It is very simple. Those who were naturalized citizens, but who were alive at the time the Constitution was written, were allowed to run for President. It would include Alexander Hamilton, who was born in the British West Indies. As a political matter, his support was useful - he helped achieve ratification by writing 51 of the 85 installments of the Federalist Papers.

And since the large majority of those who were naturalized citizens/subjects of the original colonies had gone on to fight in the Revolution, it made sense that they should be of unquestioned loyalty to the new country.

You need to read the clause for what it is. It could have specified those who had been natural born subjects, and thus would have grandfathered in men like Thomas Jefferson - IF the Founders did not believe all natural born subjects who chose loyalty to the new country were natural born citizens of the new country. But that isn’t what they wrote, and isn’t what they believed. All who were NBS in the original colonies, if they remained in the new country, were held to be NBCs of the new country.

And what they WROTE was all “CITIZENS”, and the difference between NBCs and citizens is that the latter included both those born citizens, and those naturalized. As Minor later put it:

“Additions might always be made to the citizenship of the United States in two ways: first, by birth, and second, by naturalization.”
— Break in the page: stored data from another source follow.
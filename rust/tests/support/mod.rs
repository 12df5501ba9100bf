#![allow(dead_code)]

use std::collections::HashMap;
use std::path::Path;
use std::sync::{Arc, Mutex};
use std::time::{Duration, Instant};

use async_trait::async_trait;
use farmlink_core::{
    AppReconciler, AppUpdate, ChatTransport, DirectoryEntry, PushAuth, PushCommand, PushEvent,
    PushHandle, Role, SendAck, SendMessageRequest, TransportError, WireMessage,
};

pub fn wait_until(what: &str, timeout: Duration, mut f: impl FnMut() -> bool) {
    let start = Instant::now();
    while start.elapsed() < timeout {
        if f() {
            return;
        }
        std::thread::sleep(Duration::from_millis(20));
    }
    panic!("{what}: condition not met within {timeout:?}");
}

pub fn write_config(data_dir: &Path, poll_interval_ms: u64) {
    let v = serde_json::json!({
        "poll_interval_ms": poll_interval_ms,
        // Dead addresses: every test goes through the injected transport.
        "api_base_url": "http://127.0.0.1:1/api",
        "socket_url": "ws://127.0.0.1:1/chat",
    });
    std::fs::write(
        data_dir.join("farmlink_config.json"),
        serde_json::to_vec(&v).unwrap(),
    )
    .unwrap();
}

pub fn write_session(data_dir: &Path, user_id: &str, role: &str, name: &str) {
    let profile = serde_json::json!({ "role": role, "name": name }).to_string();
    let v = serde_json::json!({
        "auth_token": "test-token",
        "user_id": user_id,
        "user_profile": profile,
    });
    std::fs::write(
        data_dir.join("session.json"),
        serde_json::to_vec(&v).unwrap(),
    )
    .unwrap();
}

pub struct TestReconciler {
    updates: Arc<Mutex<Vec<AppUpdate>>>,
}

impl TestReconciler {
    pub fn new() -> (Self, Arc<Mutex<Vec<AppUpdate>>>) {
        let updates = Arc::new(Mutex::new(vec![]));
        (
            Self {
                updates: updates.clone(),
            },
            updates,
        )
    }
}

impl AppReconciler for TestReconciler {
    fn reconcile(&self, update: AppUpdate) {
        self.updates.lock().unwrap().push(update);
    }
}

pub fn wire(id: &str, sender: &str, receiver: &str, body: &str, ts: Option<i64>) -> WireMessage {
    WireMessage {
        id: id.to_string(),
        sender: sender.to_string(),
        receiver: receiver.to_string(),
        body: body.to_string(),
        created_at_ms: ts,
    }
}

pub fn directory_entry(id: &str, name: &str, online: bool) -> DirectoryEntry {
    DirectoryEntry {
        id: id.to_string(),
        name: name.to_string(),
        avatar_url: None,
        is_online: Some(online),
        expertise: None,
    }
}

pub enum PostScript {
    Fail(String),
    BareAck,
    /// Echo like the default, but only after the given delay — for racing a
    /// later send's acknowledgment past an earlier one.
    SlowEcho(u64),
}

/// The created row as the backend echoes it. No `createdAt`: the deployed
/// service omits it on the create path, and the client keeps the optimistic
/// timestamp.
fn echo_row(seq: u32, request: SendMessageRequest) -> WireMessage {
    WireMessage {
        id: format!("srv_{seq}"),
        sender: request.sender,
        receiver: request.receiver,
        body: request.message,
        created_at_ms: None,
    }
}

/// The mock side of an opened push channel: tests feed events in and observe
/// outgoing room messages.
#[derive(Clone)]
pub struct PushRig {
    pub auth: PushAuth,
    pub room_id: String,
    pub events: flume::Sender<PushEvent>,
    pub commands: flume::Receiver<PushCommand>,
}

#[derive(Default)]
struct MockState {
    directory: Option<Result<Vec<DirectoryEntry>, String>>,
    histories: HashMap<String, Result<Vec<WireMessage>, String>>,
    history_calls: HashMap<String, u32>,
    post_scripts: Vec<PostScript>,
    posts: Vec<SendMessageRequest>,
    post_seq: u32,
    push_rig: Option<PushRig>,
}

/// Scripted transport injected through the same slot production wiring uses,
/// so test flows exercise the real actor end to end.
pub struct MockTransport {
    state: Mutex<MockState>,
}

impl MockTransport {
    pub fn new() -> Arc<Self> {
        Arc::new(Self {
            state: Mutex::new(MockState::default()),
        })
    }

    pub fn set_directory(&self, entries: Vec<DirectoryEntry>) {
        self.state.lock().unwrap().directory = Some(Ok(entries));
    }

    pub fn set_directory_error(&self, error: &str) {
        self.state.lock().unwrap().directory = Some(Err(error.to_string()));
    }

    pub fn set_history(&self, other_id: &str, messages: Vec<WireMessage>) {
        self.state
            .lock()
            .unwrap()
            .histories
            .insert(other_id.to_string(), Ok(messages));
    }

    pub fn set_history_error(&self, other_id: &str, error: &str) {
        self.state
            .lock()
            .unwrap()
            .histories
            .insert(other_id.to_string(), Err(error.to_string()));
    }

    /// Queue a scripted outcome for the next post; unscripted posts echo the
    /// created row back with a fresh server id.
    pub fn script_post(&self, script: PostScript) {
        self.state.lock().unwrap().post_scripts.push(script);
    }

    pub fn posts(&self) -> Vec<SendMessageRequest> {
        self.state.lock().unwrap().posts.clone()
    }

    pub fn history_calls(&self, other_id: &str) -> u32 {
        *self
            .state
            .lock()
            .unwrap()
            .history_calls
            .get(other_id)
            .unwrap_or(&0)
    }

    pub fn push_rig(&self) -> Option<PushRig> {
        self.state.lock().unwrap().push_rig.clone()
    }
}

#[async_trait]
impl ChatTransport for MockTransport {
    async fn fetch_history(
        &self,
        _self_id: &str,
        other_id: &str,
    ) -> Result<Vec<WireMessage>, TransportError> {
        let mut st = self.state.lock().unwrap();
        *st.history_calls.entry(other_id.to_string()).or_insert(0) += 1;
        match st.histories.get(other_id) {
            Some(Ok(messages)) => Ok(messages.clone()),
            Some(Err(e)) => Err(TransportError::Network(e.clone())),
            None => Ok(vec![]),
        }
    }

    async fn post_message(&self, request: SendMessageRequest) -> Result<SendAck, TransportError> {
        let script = {
            let mut st = self.state.lock().unwrap();
            st.posts.push(request.clone());
            if st.post_scripts.is_empty() {
                None
            } else {
                Some(st.post_scripts.remove(0))
            }
        };
        match script {
            Some(PostScript::Fail(reason)) => Err(TransportError::Network(reason)),
            Some(PostScript::BareAck) => Ok(SendAck { message: None }),
            Some(PostScript::SlowEcho(delay_ms)) => {
                tokio::time::sleep(Duration::from_millis(delay_ms)).await;
                let mut st = self.state.lock().unwrap();
                st.post_seq += 1;
                Ok(SendAck {
                    message: Some(echo_row(st.post_seq, request)),
                })
            }
            None => {
                let mut st = self.state.lock().unwrap();
                st.post_seq += 1;
                Ok(SendAck {
                    message: Some(echo_row(st.post_seq, request)),
                })
            }
        }
    }

    async fn fetch_directory(&self, _role: Role) -> Result<Vec<DirectoryEntry>, TransportError> {
        match &self.state.lock().unwrap().directory {
            Some(Ok(entries)) => Ok(entries.clone()),
            Some(Err(e)) => Err(TransportError::Network(e.clone())),
            None => Ok(vec![]),
        }
    }

    fn open_push(
        &self,
        _runtime: &tokio::runtime::Handle,
        auth: PushAuth,
        room_id: &str,
    ) -> PushHandle {
        let (event_tx, event_rx) = flume::unbounded();
        let (command_tx, command_rx) = flume::unbounded();
        let rig = PushRig {
            auth,
            room_id: room_id.to_string(),
            events: event_tx,
            commands: command_rx,
        };
        self.state.lock().unwrap().push_rig = Some(rig);
        PushHandle {
            events: event_rx,
            commands: command_tx,
        }
    }
}
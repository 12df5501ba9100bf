//! Delivery channels behind one seam.
//!
//! The conversation logic never talks to the network directly: it goes
//! through [`ChatTransport`], which bundles the pull side (history, sends,
//! directory lookups over REST) and the push side (a persistent room-scoped
//! socket). Production uses [`http::RestTransport`]; tests inject a scripted
//! implementation through the same slot.

pub mod http;
pub(crate) mod socket;

use serde::{Deserialize, Serialize};

use crate::state::Role;

/// A message as the backend represents it, independent of any UI state.
#[derive(Debug, Clone, PartialEq, Eq)]
pub struct WireMessage {
    pub id: String,
    pub sender: String,
    pub receiver: String,
    pub body: String,
    pub created_at_ms: Option<i64>,
}

#[derive(Debug, Clone)]
pub struct SendMessageRequest {
    pub sender: String,
    pub receiver: String,
    pub message: String,
}

/// Result of posting a message. The backend usually echoes the created row;
/// some deployments answer with a bare acknowledgment, in which case
/// `message` is `None` and the caller synthesizes a local id.
#[derive(Debug, Clone)]
pub struct SendAck {
    pub message: Option<WireMessage>,
}

#[derive(Debug, Clone)]
pub struct DirectoryEntry {
    pub id: String,
    pub name: String,
    pub avatar_url: Option<String>,
    pub is_online: Option<bool>,
    pub expertise: Option<String>,
}

#[derive(Debug, Clone)]
pub struct PushAuth {
    pub user_id: String,
    pub role: Role,
}

#[derive(Debug, Clone)]
pub enum PushEvent {
    Connected,
    /// `exhausted` is set once the transport has given up retrying; the
    /// conversation then rides on polling alone until reopened.
    Disconnected { exhausted: bool },
    Message(WireMessage),
}

#[derive(Debug, Clone)]
pub enum PushCommand {
    EmitRoomMessage { message: WireMessage, room_id: String },
}

/// Live push channel for one room. Dropping the handle closes the socket and
/// stops the worker.
pub struct PushHandle {
    pub events: flume::Receiver<PushEvent>,
    pub commands: flume::Sender<PushCommand>,
}

#[derive(Debug, thiserror::Error)]
pub enum TransportError {
    #[error("network error: {0}")]
    Network(String),
    #[error("server returned status {status}")]
    Status { status: u16 },
    #[error("unexpected response: {0}")]
    Decode(String),
}

#[async_trait::async_trait]
pub trait ChatTransport: Send + Sync {
    /// Full message history for a participant pair, oldest first as the
    /// server orders it.
    async fn fetch_history(
        &self,
        self_id: &str,
        other_id: &str,
    ) -> Result<Vec<WireMessage>, TransportError>;

    async fn post_message(
        &self,
        request: SendMessageRequest,
    ) -> Result<SendAck, TransportError>;

    /// Directory of chat counterparts holding the given role.
    async fn fetch_directory(&self, role: Role) -> Result<Vec<DirectoryEntry>, TransportError>;

    /// Open the push channel for a room. Spawns its worker on `runtime`; the
    /// returned handle delivers events and accepts outgoing room messages.
    fn open_push(
        &self,
        runtime: &tokio::runtime::Handle,
        auth: PushAuth,
        room_id: &str,
    ) -> PushHandle;
}

/// Message row as serialized by the REST API and the push channel.
#[derive(Debug, Clone, Serialize, Deserialize)]
pub(crate) struct MessageDto {
    #[serde(rename = "_id", default, skip_serializing_if = "Option::is_none")]
    pub id: Option<String>,
    pub sender: String,
    pub receiver: String,
    pub message: String,
    #[serde(rename = "createdAt", default, skip_serializing_if = "Option::is_none")]
    pub created_at: Option<serde_json::Value>,
}

impl MessageDto {
    /// Rows without an `_id` cannot be deduplicated and are dropped.
    pub(crate) fn into_wire(self) -> Option<WireMessage> {
        let id = self.id?;
        let created_at_ms = self.created_at.as_ref().and_then(parse_timestamp_ms);
        Some(WireMessage {
            id,
            sender: self.sender,
            receiver: self.receiver,
            body: self.message,
            created_at_ms,
        })
    }

    pub(crate) fn from_wire(message: &WireMessage) -> Self {
        Self {
            id: Some(message.id.clone()),
            sender: message.sender.clone(),
            receiver: message.receiver.clone(),
            message: message.body.clone(),
            created_at: message.created_at_ms.map(format_timestamp_ms),
        }
    }
}

#[derive(Debug, Clone, Deserialize)]
pub(crate) struct DirectoryEntryDto {
    #[serde(rename = "_id")]
    pub id: String,
    #[serde(default)]
    pub name: Option<String>,
    #[serde(default)]
    pub avatar: Option<String>,
    #[serde(rename = "isOnline", default)]
    pub is_online: Option<bool>,
    #[serde(default)]
    pub expertise: Option<String>,
}

impl DirectoryEntryDto {
    pub(crate) fn into_entry(self) -> DirectoryEntry {
        DirectoryEntry {
            id: self.id,
            name: self.name.unwrap_or_default(),
            avatar_url: self.avatar,
            is_online: self.is_online,
            expertise: self.expertise,
        }
    }
}

/// The API emits RFC 3339 strings; older rows have been seen with raw epoch
/// millis. Anything else is treated as missing.
pub(crate) fn parse_timestamp_ms(value: &serde_json::Value) -> Option<i64> {
    match value {
        serde_json::Value::String(s) => chrono::DateTime::parse_from_rfc3339(s)
            .ok()
            .map(|dt| dt.timestamp_millis()),
        serde_json::Value::Number(n) => n.as_i64(),
        _ => None,
    }
}

pub(crate) fn format_timestamp_ms(ms: i64) -> serde_json::Value {
    match chrono::DateTime::from_timestamp_millis(ms) {
        Some(dt) => serde_json::Value::String(
            dt.to_rfc3339_opts(chrono::SecondsFormat::Millis, true),
        ),
        None => serde_json::Value::Number(ms.into()),
    }
}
Citizen includes both. NBC includes only those born citizens. Thus the meaning of your ‘grandfather clause’ is clear - ANYONE who was a citizen, naturalized or by birth at the time the Constitution was adopted - was eligible. It was good politics, and good policy.

“Residents of the colonies through the course of the Revolution, who had not fought for or aided England in warring against the Patriot cause, ipso facto became the original citizens. There was no “naturalized” because these were The People of a new political entity formed out of a previous political entity.”

Correct. And thus Jefferson didn’t need a grandfather clause. Like all the original natural born subjects who remained in the new country, he was automatically considered a natural born citizen of the new country.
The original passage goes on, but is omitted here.